出典:神奈川県ホームページ ソーラーシェアリングってなに?

会場の様子

小原監督のトーク~ソーラーシェアリングを広めていくために~

映画上映後、小原監督によるトークと質疑応答が行われました。

昨年は猛暑により、福島では大豆が収穫できなかったり、ブドウが色づかなった地域がある一方、近藤さんの農場の大豆は収穫でき、ブドウの色づきにも影響がなかったそうです。

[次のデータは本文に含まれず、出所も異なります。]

use crate::domain::models::names::{ProjectName, ServiceName};
use serde::{Deserialize, Serialize};
use std::fmt::{Display, Formatter};
use std::str::FromStr;

pub const OTHER_PROJECTS: &str = "other_projects";
pub const OTHER_CONTAINERS: &str = "other_containers";
pub const DOCKER_SYSTEM: &str = "docker_system";
pub const SYSTEM_COMMANDS: &str = "system_commands";

/// Grouping key under which action permissions are registered.
#[derive(Serialize, Deserialize, Debug, Clone, Hash, Eq, PartialEq, Ord, PartialOrd)]
pub struct Namespace(pub String);

impl Namespace {
    pub fn project(project_name: &ProjectName) -> Self {
        Self(project_name.as_str().to_string())
    }

    pub fn service(service_name: &ServiceName) -> Self {
        Self(service_name.as_str().to_string())
    }

    pub fn other_projects() -> Self {
        Self(OTHER_PROJECTS.to_string())
    }

    pub fn other_containers() -> Self {
        Self(OTHER_CONTAINERS.to_string())
    }

    pub fn system() -> Self {
        Self(DOCKER_SYSTEM.to_string())
    }

    pub fn as_str(&self) -> &str {
        &self.0
    }
}

#[derive(Debug, Clone, Copy, PartialEq, Eq)]
pub enum ProjectAction {
    Up,
    Down,
    Remove,
    Restart,
}

impl ProjectAction {
    pub const ALL: [ProjectAction; 4] = [
        ProjectAction::Up,
        ProjectAction::Down,
        ProjectAction::Remove,
        ProjectAction::Restart,
    ];

    pub fn codename(&self) -> &'static str {
        match self {
            ProjectAction::Up => "up",
            ProjectAction::Down => "down",
            ProjectAction::Remove => "remove",
            ProjectAction::Restart => "restart",
        }
    }
}

#[derive(Debug, Clone, Copy, PartialEq, Eq)]
pub enum ServiceAction {
    View,
    Up,
    Stop,
    Start,
    Remove,
    Restart,
    Scale,
    Update,
    Rollback,
    Logs,
}

impl ServiceAction {
    pub const ALL: [ServiceAction; 10] = [
        ServiceAction::View,
        ServiceAction::Up,
        ServiceAction::Stop,
        ServiceAction::Start,
        ServiceAction::Remove,
        ServiceAction::Restart,
        ServiceAction::Scale,
        ServiceAction::Update,
        ServiceAction::Rollback,
        ServiceAction::Logs,
    ];

    pub fn codename(&self) -> &'static str {
        match self {
            ServiceAction::View => "view",
            ServiceAction::Up => "up",
            ServiceAction::Stop => "stop",
            ServiceAction::Start => "start",
            ServiceAction::Remove => "remove",
            ServiceAction::Restart => "restart",
            ServiceAction::Scale => "scale",
            ServiceAction::Update => "update",
            ServiceAction::Rollback => "rollback",
            ServiceAction::Logs => "logs",
        }
    }
}

#[derive(Debug, Clone, Copy, PartialEq, Eq)]
pub enum ContainerAction {
    Stop,
    Start,
    Remove,
    Restart,
    Rename,
    Logs,
}

impl ContainerAction {
    pub const ALL: [ContainerAction; 6] = [
        ContainerAction::Stop,
        ContainerAction::Start,
        ContainerAction::Remove,
        ContainerAction::Restart,
        ContainerAction::Rename,
        ContainerAction::Logs,
    ];

    fn verb(&self) -> &'static str {
        match self {
            ContainerAction::Stop => "stop",
            ContainerAction::Start => "start",
            ContainerAction::Remove => "remove",
            ContainerAction::Restart => "restart",
            ContainerAction::Rename => "rename",
            ContainerAction::Logs => "logs",
        }
    }

    // prefixed so they share a service namespace with the service actions
    pub fn codename(&self) -> String {
        format!("container_{}", self.verb())
    }
}

#[derive(Serialize, Deserialize, Debug, Clone, Hash, Eq, PartialEq, Ord, PartialOrd)]
pub struct Permission {
    pub namespace: Namespace,
    pub codename: String,
}

impl Permission {
    pub fn new(namespace: Namespace, codename: impl Into<String>) -> Self {
        Self {
            namespace,
            codename: codename.into(),
        }
    }

    pub fn project(project_name: &ProjectName, action: ProjectAction) -> Self {
        Self::new(Namespace::project(project_name), action.codename())
    }

    pub fn service(service_name: &ServiceName, action: ServiceAction) -> Self {
        Self::new(Namespace::service(service_name), action.codename())
    }

    pub fn container(namespace: Namespace, action: ContainerAction) -> Self {
        Self::new(namespace, action.codename())
    }

    pub fn system_commands() -> Self {
        Self::new(Namespace::system(), SYSTEM_COMMANDS)
    }
}

impl Display for Permission {
    fn fmt(&self, f: &mut Formatter<'_>) -> std::fmt::Result {
        write!(f, "{}.{}", self.namespace.as_str(), self.codename)
    }
}

#[derive(Debug, Clone, PartialEq, Eq)]
pub struct InvalidPermission(pub String);

impl Display for InvalidPermission {
    fn fmt(&self, f: &mut Formatter<'_>) -> std::fmt::Result {
        write!(f, "permission `{}` is not of the form namespace.codename", self.0)
    }
}

impl FromStr for Permission {
    type Err = InvalidPermission;

    // codenames never contain a dot, service names may
    fn from_str(s: &str) -> Result<Self, Self::Err> {
        match s.rsplit_once('.') {
            Some((namespace, codename)) if !namespace.is_empty() && !codename.is_empty() => {
                Ok(Permission::new(Namespace(namespace.to_string()), codename))
            }
            _ => Err(InvalidPermission(s.to_string())),
        }
    }
}

/// A registered permission with its human readable label.
#[derive(Serialize, Debug, Clone, PartialEq, Eq)]
pub struct PermissionEntry {
    pub permission: Permission,
    pub name: String,
}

ソーラーシェアリングには、適度に日陰ができることで、農作物の品質の安定と作業をする農業者の負担軽減というメリットもあることがわかりました。また、映画の中で、近藤さんの農場に研修で訪れた大学生が、その後さらに多くの学生とともに再訪したことや、映画の中では婚約中だった登場人物のその後のエピソードが語られるなど、小原監督が何度も現地を訪れて、農業者の皆さんと関係を築きながら撮影を進められたことが伝わりました。
最後に小原監督は、「農業者・消費者・環境にメリットがあるソーラーシェアリングを広めていくために、自主上映会を企画したり、周りの人にこの映画について伝えてほしい」と呼びかけました。

トーク後の質疑応答では、太陽光発電パネルの廃棄の問題などについて質問があり、小原監督より太陽光パネルの95%がリサイクルされており、リサイクル率は非常に高いという回答がありました。

終了後はサイン会の時間が設けられ、映画のパンフレット購入の希望者が、小原監督に直接感想を伝えながら交流することができました。

映画撮影のその後のエピソードを語る小原監督

パンフレットにサインをしていただきました

参加者の感想より(一部抜粋)

  • ソーラーパネルは家の屋根に載っているもの…と思っていましたが、この映画を見て、ソーラーと畑がいっしょに使えるということを知りました。スバラシイ!アイデアだと思いました。この映画の内容をまわりに広めていきたいと思います。
  • 太陽光発電機はリサイクルできないとか環境に逆に悪いというSNSの情報を鵜呑みにしていました。映画を拝見し、このような形で農家をバックアップできるシステムが率直にすばらしいと感じました。現場で働く人たちのご苦労を想像し、頭で考えているだけではわからないことばかりです。消費者としては価格や味で判断してしまいがちですが、その背景にある生産者の努力を感じながら、少しでもこのような活動にかかわっていけたらと感じました。

パルシステム神奈川はこれからも、組合員とともに、震災後15年を経たフクシマの今と未来を考える機会をつくり、持続可能な社会づくりをめざします。